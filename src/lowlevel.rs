//! Low-level building blocks for custom matching pipelines.
//!
//! These expose the template plan, the kernel trait and its implementations,
//! and the metric scoring function. Most users should prefer [`Matcher`]
//! and the free functions [`correlate`] and [`locate`].
//!
//! [`Matcher`]: crate::Matcher
//! [`correlate`]: crate::correlate
//! [`locate`]: crate::locate

#[cfg(feature = "rayon")]
pub use crate::kernel::rayon::fill_surface_par;
pub use crate::kernel::scalar::ScalarKernel;
#[cfg(feature = "simd")]
pub use crate::kernel::simd::SimdKernel;
pub use crate::kernel::{fill_surface, score, Kernel, WindowStats};
pub use crate::template::TemplatePlan;
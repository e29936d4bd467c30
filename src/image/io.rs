//! Loading and saving images through the `image` crate.
//!
//! Available when the `image-io` feature is enabled.

use crate::image::{ImageView, OwnedImage};
use crate::util::{LocMatchError, LocMatchResult};
use image::{DynamicImage, GrayImage, ImageError};
use std::path::Path;

/// Creates a borrowed view from a grayscale image buffer.
pub fn view_from_gray_image(img: &GrayImage) -> LocMatchResult<ImageView<'_, u8>> {
    ImageView::from_slice(img.as_raw(), img.width() as usize, img.height() as usize)
}

/// Creates an owned grayscale image from a dynamic image.
///
/// Colour input is reduced with the `image` crate's Rec. 709 luma weights, so
/// values can differ by a level or two from a Rec. 601 (0.299/0.587/0.114)
/// conversion.
pub fn owned_from_dynamic_image(img: &DynamicImage) -> LocMatchResult<OwnedImage> {
    let gray = img.to_luma8();
    let width = gray.width() as usize;
    let height = gray.height() as usize;
    OwnedImage::new(gray.into_raw(), width, height)
}

/// Converts an owned image into an `image` crate buffer.
pub fn gray_image_from_owned(img: &OwnedImage) -> LocMatchResult<GrayImage> {
    let width = u32::try_from(img.width()).map_err(|_| LocMatchError::InvalidDimensions {
        width: img.width(),
        height: img.height(),
    })?;
    let height = u32::try_from(img.height()).map_err(|_| LocMatchError::InvalidDimensions {
        width: img.width(),
        height: img.height(),
    })?;
    GrayImage::from_raw(width, height, img.data().to_vec()).ok_or(LocMatchError::BufferTooSmall {
        needed: img.width() * img.height(),
        got: img.data().len(),
    })
}

/// Loads an image from disk without changing its colour layout.
///
/// Missing files map to [`LocMatchError::FileNotFound`], undecodable ones to
/// [`LocMatchError::Decode`], and images with a zero dimension to
/// [`LocMatchError::InvalidInput`].
pub fn load_image<P: AsRef<Path>>(path: P) -> LocMatchResult<DynamicImage> {
    let path = path.as_ref();
    let display = path.display().to_string();
    if !path.exists() {
        return Err(LocMatchError::FileNotFound { path: display });
    }
    let img = image::open(path).map_err(|err| match err {
        ImageError::IoError(io) if io.kind() == std::io::ErrorKind::NotFound => {
            LocMatchError::FileNotFound {
                path: display.clone(),
            }
        }
        other => LocMatchError::Decode {
            path: display.clone(),
            reason: other.to_string(),
        },
    })?;
    if img.width() == 0 || img.height() == 0 {
        return Err(LocMatchError::InvalidInput("decoded image is empty"));
    }
    Ok(img)
}

/// Loads an image from disk and converts it to a grayscale owned image.
pub fn load_gray_image<P: AsRef<Path>>(path: P) -> LocMatchResult<OwnedImage> {
    let img = load_image(path)?;
    owned_from_dynamic_image(&img)
}

/// Writes a grayscale image; the format follows the file extension.
pub fn save_gray_image<P: AsRef<Path>>(img: &OwnedImage, path: P) -> LocMatchResult<()> {
    let gray = gray_image_from_owned(img)?;
    save_image(&DynamicImage::ImageLuma8(gray), path)
}

/// Writes any dynamic image; the format follows the file extension.
pub fn save_image<P: AsRef<Path>>(img: &DynamicImage, path: P) -> LocMatchResult<()> {
    img.save(path.as_ref())
        .map_err(|err| LocMatchError::ImageIo {
            reason: format!("{}: {err}", path.as_ref().display()),
        })
}
//! locmatch finds where a grayscale template sits inside a grayscale scene.
//!
//! The crate computes a full correlation surface under one of six metrics
//! (squared differences, cross-correlation and correlation coefficient, each
//! raw or normalized) and picks its extremum with a deterministic row-major
//! tie-break. Row-parallel surfaces are available via the `rayon` feature,
//! `f64x4` window sums via `simd`, and file I/O plus rendering via `image-io`.

pub mod annotate;
pub mod image;
pub mod kernel;
pub mod lowlevel;
pub mod matrix;
#[cfg(feature = "image-io")]
pub mod pipeline;
pub mod search;
pub mod surface;
pub mod template;
mod trace;
pub mod util;

#[cfg(feature = "image-io")]
pub use crate::image::io;

pub use annotate::Rect;
pub use crate::image::{ImageView, OwnedImage};
pub use search::{
    correlate, locate, min_max_loc, Extremum, Match, MatchConfig, MatchPoint, Matcher, Metric,
    MinMaxLoc,
};
pub use surface::ScoreSurface;
pub use template::Template;
pub use util::{LocMatchError, LocMatchResult};

#[cfg(feature = "image-io")]
pub use pipeline::{run_job, LocateJob, LocateReport};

****

YOUR TASK - All that is wanted is a faithful reproduction of the line above with "use std::path::Path;", the line with "zero dimension to", and every line in between.

OUTPUT BELOW -
use std::path::Path;

/// Creates a borrowed view from a grayscale image buffer.
pub fn view_from_gray_image(img: &GrayImage) -> LocMatchResult<ImageView<'_, u8>> {
    ImageView::from_slice(img.as_raw(), img.width() as usize, img.height() as usize)
}

/// Creates an owned grayscale image from a dynamic image.
///
/// Colour input is reduced with the `image` crate's Rec. 709 luma weights, so
/// values can differ by a level or two from a Rec. 601 (0.299/0.587/0.114)
/// conversion.
pub fn owned_from_dynamic_image(img: &DynamicImage) -> LocMatchResult<OwnedImage> {
    let gray = img.to_luma8();
    let width = gray.width() as usize;
    let height = gray.height() as usize;
    OwnedImage::new(gray.into_raw(), width, height)
}

/// Converts an owned image into an `image` crate buffer.
pub fn gray_image_from_owned(img: &OwnedImage) -> LocMatchResult<GrayImage> {
    let width = u32::try_from(img.width()).map_err(|_| LocMatchError::InvalidDimensions {
        width: img.width(),
        height: img.height(),
    })?;
    let height = u32::try_from(img.height()).map_err(|_| LocMatchError::InvalidDimensions {
        width: img.width(),
        height: img.height(),
    })?;
    GrayImage::from_raw(width, height, img.data().to_vec()).ok_or(LocMatchError::BufferTooSmall {
        needed: img.width() * img.height(),
        got: img.data().len(),
    })
}

/// Loads an image from disk without changing its colour layout.
///
/// Missing files map to [`LocMatchError::FileNotFound`], undecodable ones to
/// [`LocMatchError::Decode`], and images with a zero dimension to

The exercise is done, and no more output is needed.